Current NSA Student Publishes Articles on Naval Integration and Great Power Competition
Current NSA student Major Ryan Tice, USMC, has had two articles published recently. The first is on naval integration and appeared in Proceedings and the other is an article on great power competition in the Bering Strait in the Joint Forces Quarterly.
The January issue of the Naval Institute’s magazine Proceedings features Maj. Tice’s article is titled “Naval Integration Begins in the Classroom.” In the article, he notes that although the concept of integration is a priority for both the Navy and Marine Corps, “it has yet to be reflected in their professional military education (PME) programs.” To counter a number of challenges, including the threats of the rising powers China and Russia, the author advocates that the Navy and Marine Corps need to “aggressively experiment with nontraditional command-and-control relationships, organizational structures, and emerging technologies that capitalize on both services’ unique strengths.” The author believes the education programs are ideal for such innovation. He also believes the Navy and Marines would benefit from better integration of PME programs; current statistics show there is room for improvement in PMEs for both student and faculty integration.

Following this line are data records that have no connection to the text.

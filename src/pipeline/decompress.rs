use std::io::prelude::*;

use tracing::{debug, info, warn};

use super::Reporter;
use crate::{
    chunks::Chunks,
    code_table::Code,
    container::{Container, Layout},
    frequency::fraction,
    observer::{Observer, Summary},
    Error, Options, Result,
};

/// Payload bits decoded between progress reports.
const PROGRESS_INTERVAL_BITS: usize = 8192;

const COMPLETE: &str = "Decompression complete.";

#[derive(Debug, Clone, Copy, PartialEq, Eq, PartialOrd, Ord)]
enum Stage {
    ParsingHeader,
    DecodingPayload,
}

impl Stage {
    fn status(self) -> &'static str {
        match self {
            Stage::ParsingHeader => "Reading container header...",
            Stage::DecodingPayload => "Decoding payload...",
        }
    }
}

/// Decodes one container back into the original bytes.
///
/// The whole container is buffered before parsing, and the whole output
/// before writing.
pub struct DecompressionPipeline<O: Observer> {
    options: Options,
    reporter: Reporter<O>,
    stage: Option<Stage>,
}

impl<O: Observer> DecompressionPipeline<O> {
    pub fn new(options: Options, observer: O) -> Self {
        let step = options.progress_step;
        Self {
            options,
            reporter: Reporter::new(observer, step),
            stage: None,
        }
    }

    /// Decompress the container read from `input` into `output`.
    ///
    /// `total_len` is the container size if known, for progress while
    /// reading it in.
    pub fn run<R: Read, W: Write>(
        mut self,
        input: R,
        total_len: Option<u64>,
        output: W,
    ) -> Result<Summary> {
        let result = self.execute(input, total_len, output);

        match &result {
            Ok(summary) => info!(?summary, "decompression finished"),
            Err(e) => warn!(error = %e, stage = ?self.stage, "decompression failed"),
        }
        self.reporter.finish(result.as_ref(), COMPLETE);

        result
    }

    fn enter(&mut self, next: Stage) {
        debug_assert!(Some(next) > self.stage, "{:?} -> {next:?}", self.stage);
        self.stage = Some(next);
        self.reporter.begin_stage(next.status());
    }

    fn execute<R: Read, W: Write>(
        &mut self,
        input: R,
        total_len: Option<u64>,
        mut output: W,
    ) -> Result<Summary> {
        self.options.validate()?;

        self.enter(Stage::ParsingHeader);
        let mut bytes = Vec::new();
        let mut chunks = Chunks::new(input, self.options.chunk_size)?;
        while let Some(chunk) = chunks.next_chunk()? {
            bytes.extend_from_slice(chunk);
            if let Some(total) = total_len {
                self.reporter.progress(fraction(chunks.consumed(), total));
            }
        }
        let container = Container::decode(&bytes, self.options.layout)?;
        self.reporter.progress(1.0);

        self.enter(Stage::DecodingPayload);
        let reporter = &mut self.reporter;
        let decoded = decode_payload(&container, |p| reporter.progress(p))?;

        output
            .write_all(&decoded)
            .and_then(|()| output.flush())
            .map_err(Error::Write)?;

        Ok(Summary::Decompressed {
            input_bytes: bytes.len(),
            output_bytes: decoded.len(),
        })
    }
}

/// Walk the payload one bit at a time, emitting a byte whenever the bits
/// gathered so far spell a code.
fn decode_payload(container: &Container, mut on_progress: impl FnMut(f64)) -> Result<Vec<u8>> {
    let table = container.table();
    let max_code_len = table.max_code_len();
    let total = container.payload_bits();

    // Legacy containers may end in up to seven zero bits of padding that
    // don't spell a code.
    let maybe_padding = |start: usize, candidate: &Code| {
        container.layout() == Layout::Legacy && start + 8 > total && candidate.not_any()
    };

    let mut out = Vec::new();
    let mut candidate = Code::with_capacity(max_code_len);
    let mut candidate_start = 0;

    for (i, bit) in container.bits().enumerate() {
        candidate.push(bit);

        if let Some(byte) = table.symbol(&candidate) {
            out.push(byte);
            candidate.clear();
            candidate_start = i + 1;
        } else if candidate.len() >= max_code_len && !maybe_padding(candidate_start, &candidate) {
            return Err(Error::UndecodableBitstream {
                trailing_bits: candidate.len(),
                decoded: out.len(),
            });
        }

        if (i + 1) % PROGRESS_INTERVAL_BITS == 0 {
            on_progress(fraction((i + 1) as u64, total as u64));
        }
    }

    if !candidate.is_empty() {
        if !maybe_padding(candidate_start, &candidate) {
            return Err(Error::UndecodableBitstream {
                trailing_bits: candidate.len(),
                decoded: out.len(),
            });
        }
        warn!(
            bits = candidate.len(),
            "treating unmatched zero bits at the end of a legacy container as padding"
        );
    }

    debug!(symbols = out.len(), "decoded payload");
    on_progress(1.0);
    Ok(out)
}

#[cfg(test)]
mod tests {
    use std::io::{self, Cursor};

    use rand_chacha::{
        rand_core::{RngCore, SeedableRng},
        ChaCha8Rng,
    };
    use test_case::test_case;

    use super::*;
    use crate::{observer::Event, pipeline::CompressionPipeline};

    fn compress(input: &[u8], options: &Options) -> Vec<u8> {
        let mut out = Vec::new();
        CompressionPipeline::new(options.clone(), ())
            .run(Cursor::new(input), None, &mut out)
            .unwrap();
        out
    }

    fn decompress_recording(
        container: &[u8],
        options: Options,
    ) -> (Result<Summary>, Vec<u8>, Vec<Event>) {
        let mut events = Vec::new();
        let mut out = Vec::new();
        let result = DecompressionPipeline::new(options, &mut events).run(
            container,
            Some(container.len() as u64),
            &mut out,
        );
        (result, out, events)
    }

    #[test]
    fn three_symbols() -> anyhow::Result<()> {
        let container = compress(b"AAAAABBBCC", &Options::default());
        let (result, out, events) = decompress_recording(&container, Options::default());

        assert_eq!(
            result?,
            Summary::Decompressed {
                input_bytes: container.len(),
                output_bytes: 10,
            }
        );
        assert_eq!(out, b"AAAAABBBCC");

        let statuses: Vec<_> = events
            .iter()
            .filter_map(|e| match e {
                Event::Status(s) => Some(s.as_str()),
                _ => None,
            })
            .collect();
        assert_eq!(
            statuses,
            [
                "Reading container header...",
                "Decoding payload...",
                "Decompression complete.",
            ]
        );
        Ok(())
    }

    #[test]
    fn truncated_entry_writes_nothing() {
        // One entry claiming a 10-bit code, with no code bytes after it.
        let container = hex::decode("0100410a").unwrap();
        let (result, out, events) = decompress_recording(&container, Options::default());

        assert!(matches!(result, Err(Error::MalformedContainer(_))));
        assert!(out.is_empty());
        assert!(matches!(events.last(), Some(Event::Finished(Err(_)))));
        assert!(events.contains(&Event::Status(
            "Error: malformed container: entry 0 declares a 10-bit code but the container ends first"
                .into()
        )));
    }

    // Table: A=0, B=10.
    #[test_case("0200410100420280" , "0200000000000000", "c0", 2, 0 ; "runs past longest code")]
    #[test_case("0200410100420280" , "0300000000000000", "20", 1, 2 ; "unmatched tail")]
    fn undecodable(table: &str, bit_len: &str, payload: &str, trailing: usize, decoded: usize) {
        let container = hex::decode(format!("{table}{bit_len}{payload}")).unwrap();
        let (result, out, _) = decompress_recording(&container, Options::default());

        match result {
            Err(Error::UndecodableBitstream {
                trailing_bits,
                decoded: n,
            }) => {
                assert_eq!(trailing_bits, trailing);
                assert_eq!(n, decoded);
            }
            other => panic!("expected an undecodable bitstream, got {other:?}"),
        }
        assert!(out.is_empty());
    }

    #[test]
    fn legacy_zero_padding_is_ignored() -> anyhow::Result<()> {
        // Table: A=1, B=01. Payload 1 01 00000, the tail spelling no code.
        let container = hex::decode("0200410180420240a0")?;
        let legacy = Options::default().with_layout(Layout::Legacy);
        let (result, out, _) = decompress_recording(&container, legacy);

        result?;
        assert_eq!(out, b"AB");
        Ok(())
    }

    #[test]
    fn legacy_nonzero_tail_is_rejected() {
        let container = hex::decode("0200410180420240a1").unwrap();
        let legacy = Options::default().with_layout(Layout::Legacy);
        let (result, out, _) = decompress_recording(&container, legacy);

        assert!(matches!(result, Err(Error::UndecodableBitstream { .. })));
        assert!(out.is_empty());
    }

    #[test]
    fn legacy_padding_can_spell_symbols() -> anyhow::Result<()> {
        // Four 'Z's with code 0, as written without a bit length: the padding
        // reads back as four more.
        let container = hex::decode("01005a010000")?;
        let legacy = Options::default().with_layout(Layout::Legacy);
        let (result, out, _) = decompress_recording(&container, legacy);

        result?;
        assert_eq!(out, b"ZZZZZZZZ");
        Ok(())
    }

    #[test]
    fn sized_layout_needs_bit_length() {
        let container = compress(b"hello", &Options::default().with_layout(Layout::Legacy));
        let (result, out, _) = decompress_recording(&container, Options::default());

        assert!(matches!(result, Err(Error::MalformedContainer(_))));
        assert!(out.is_empty());
    }

    #[test]
    fn decoding_reports_progress() -> anyhow::Result<()> {
        let mut rng = ChaCha8Rng::seed_from_u64(7);
        let mut input = vec![0; 64 * 1024];
        rng.fill_bytes(&mut input);

        let container = compress(&input, &Options::default());
        let (result, out, events) = decompress_recording(&container, Options::default());
        result?;
        assert_eq!(out, input);

        let decoding: Vec<f64> = events
            .iter()
            .skip_while(|e| **e != Event::Status("Decoding payload...".into()))
            .filter_map(|e| match e {
                Event::Progress(p) => Some(*p),
                _ => None,
            })
            .collect();
        assert!(decoding.len() > 10);
        assert_eq!(decoding.first(), Some(&0.0));
        assert_eq!(decoding.last(), Some(&1.0));
        assert!(decoding.windows(2).all(|w| w[0] <= w[1]));
        Ok(())
    }

    #[test]
    fn failed_read_is_reported() {
        struct FailingSource;

        impl Read for FailingSource {
            fn read(&mut self, _: &mut [u8]) -> io::Result<usize> {
                Err(io::Error::new(io::ErrorKind::BrokenPipe, "gone"))
            }
        }

        let mut events = Vec::new();
        let mut out = Vec::new();
        let result =
            DecompressionPipeline::new(Options::default(), &mut events).run(FailingSource, None, &mut out);

        assert!(matches!(result, Err(Error::Read(_))));
        assert!(out.is_empty());
        assert_eq!(
            events
                .iter()
                .filter(|e| matches!(e, Event::Finished(_)))
                .count(),
            1
        );
    }
}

Maj. Tice’s second article is titled “The Bering Strait: An Arena for Great Power Competition” and appeared in the first quarter publication of the Joint Forces Quarterly. Although warm water maritime corridors have long been of interest to the United States and other nations, the Bering Strait is now emerging as a vital and strategic maritime corridor. It is increasingly significant to both the economic and security interests of the United States, particularly as both China and Russia steadily express more interest operating in the Arctic region. The thawing of the Arctic increasingly means the region will increasingly feature in great power competition. However, since the collapse of the Soviet Union, the United States has invested little in Arctic capabilities. Maj. Tice explores the challenges of the emerging competition in Arctic and argues the need for the United States to establish a new combined task force, the Combined Joint Task Force (CJTF), Alaska. According to the article, the Alaskan CJTF “would enable the necessary conditions to integrate the full effects of the joint force across land, sea, air, space, and cyberspace warfare domains” as well as “create a venue for military cooperation among partners with Arctic interests” to prevent adversaries from exploiting any gaps in the U.S. Northern Command’s area coverage.
A Marine Corps infantry officer, Maj. Tice is currently studying Eurasian regional security and strategic studies in the NSA Department. He will graduate in June 2020.